Far better put and researched than I could ever do. And completely factual, backed up, with evidence across ‘faiths’ and ‘beliefs’ in how we as individuals can influence our own brain, or let lt be influenced by others.The neuroscientists Mark Waldman and Andrew Newberg have published several books demonstrating the neurological benefits of contemplative spirutual practices such as prayer and meditation. In one study, they scanned the brains of American Buddhists practising a form of Tibetan meditation and Franciscan nuns engaged in contemplative prayer and found that there was both an increase and decrease in the neural activity of the same parts of the brain in their experimental subjects, which suggests that at this level of explanation (the purely physical) there may be a common core to this type of experience, in spite of the fact that we are talking about two contrasting traditions that are respectively non-theistic and theistic in terms of their ontological truth-claims.
The authors conclude that, 'Our brain scan studies of contemplative forms of Buddhist and Christian meditation show that when activity in the parietal areas decreases, a sense of timelessness and spacelessness emerges. This allows the meditator to feel at one with the object of contemplation: God, the universe, peacefulness or any other object on which he or she focuses.'
Michael Pollan’s book on the therapeutic use of psychedelics (also referenced upthread) highlights some important recent research into the neural correlates of psilocybin-induced mystical experience, which notes a similarly characteristic sense of ego-loss or ego dissolution. Brain activity during this experience correlates similarly with the findings of Newberg and Waldman.
So how is this good for you?
Ongoing clinical trials at institutions like New York University, Johns Hopkins University in Baltimore, and Imperial College in London are yielding some dramatic findings, namely, that a one-off, carefully controlled drug-induced mystical experience can have entirely benevolent and profoundly transformative effects on patients who are struggling with addiction, anxiety, depression, and a diagnosis of terminal cancer. For example, in trials at NYU and Hopkins, 80 per cent of cancer patients exhibited clinically significant reductions in standard measures of anxiety and depression, an effect that was maintained for at least six months after having been given a dose of psilocybin.
Sara Lazar at Harvard further confirms the benefits of regular meditation:
The copious literature on Mindfulness Based Cognitive Therapy has also demonstrated its considerable benefits for those suffering from chronic pain, anxiety, depression, and other conditions.
Now it is arguable that intensive spiritual practice is at the very heart of faith.
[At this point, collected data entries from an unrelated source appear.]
//! Navigability oracle consumed by location population.

use crate::grid::constants::population::PATH_ARRIVAL_TOLERANCE_SQ;
use crate::util::vec3::Vec3;

/// Result of a path query
#[derive(Debug, Clone, Default, PartialEq)]
pub struct NavPath {
    /// Ordered path corners, origin first
    pub corners: Vec<Vec3>,
    /// Whether the pathfinder reached the destination. A partial path may
    /// still carry corners that stop short of it.
    pub complete: bool,
}

impl NavPath {
    pub fn complete(corners: Vec<Vec3>) -> Self {
        Self {
            corners,
            complete: true,
        }
    }

    pub fn partial(corners: Vec<Vec3>) -> Self {
        Self {
            corners,
            complete: false,
        }
    }

    /// Complete and the last corner lies within the arrival tolerance of `target`
    pub fn arrives_at(&self, target: Vec3) -> bool {
        self.complete
            && self
                .corners
                .last()
                .is_some_and(|last| last.distance_sq_to(target) <= PATH_ARRIVAL_TOLERANCE_SQ)
    }
}

/// Walkable-surface queries
pub trait NavMesh {
    /// Nearest walkable point within `max_distance` of `position`
    fn sample_position(&self, position: Vec3, max_distance: f32) -> Option<Vec3>;

    /// Path between two points
    fn calculate_path(&self, origin: Vec3, destination: Vec3) -> NavPath;
}

impl<T: NavMesh + ?Sized> NavMesh for &T {
    fn sample_position(&self, position: Vec3, max_distance: f32) -> Option<Vec3> {
        (**self).sample_position(position, max_distance)
    }

    fn calculate_path(&self, origin: Vec3, destination: Vec3) -> NavPath {
        (**self).calculate_path(origin, destination)
    }
}

#[cfg(test)]
mod tests {
    use super::*;

    #[test]
    fn test_arrives_at() {
        let target = Vec3::on_ground(10.0, 0.0);
        let path = NavPath::complete(vec![Vec3::ZERO, Vec3::on_ground(9.5, 0.0)]);
        assert!(path.arrives_at(target));
    }

    #[test]
    fn test_short_path_does_not_arrive() {
        let target = Vec3::on_ground(10.0, 0.0);
        // Corners present but the path stops 5 units short
        let path = NavPath::complete(vec![Vec3::ZERO, Vec3::on_ground(5.0, 0.0)]);
        assert!(!path.arrives_at(target));
    }

    #[test]
    fn test_partial_path_does_not_arrive() {
        let target = Vec3::on_ground(10.0, 0.0);
        let path = NavPath::partial(vec![Vec3::ZERO, target]);
        assert!(!path.arrives_at(target));
        assert!(!NavPath::default().arrives_at(target));
    }
}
As I have stated in other posts in this thread, the great mystics who can be found in all the major religious traditions all speak of a sense of unity with something greater than themselves.
Anyway, it seems to me undeniable that spirituality can confer benefits in terms of both psychological and physical health.
What I think draws ire from atheists and sceptics who see no value whatsoever in religion is arguably something quite different from this and is more to do with the content of allegedly 'revelatory' scripture that makes absurd, frequently mythically-based truth-claims that fly in the face of what we know about science, and is typically accompanied by the assertion that there is some kind of punitive, vindictive, deity who is getting his knickers in a twist about what we get up to down here and will consign us all to a fiery fate if we don't.
I would be happily join with attacks on religion in that sense. But as I have shown above, there is an entire other sense of 'religion' that might actually be better described as 'spirituality' and that certainly seems to have something going for it.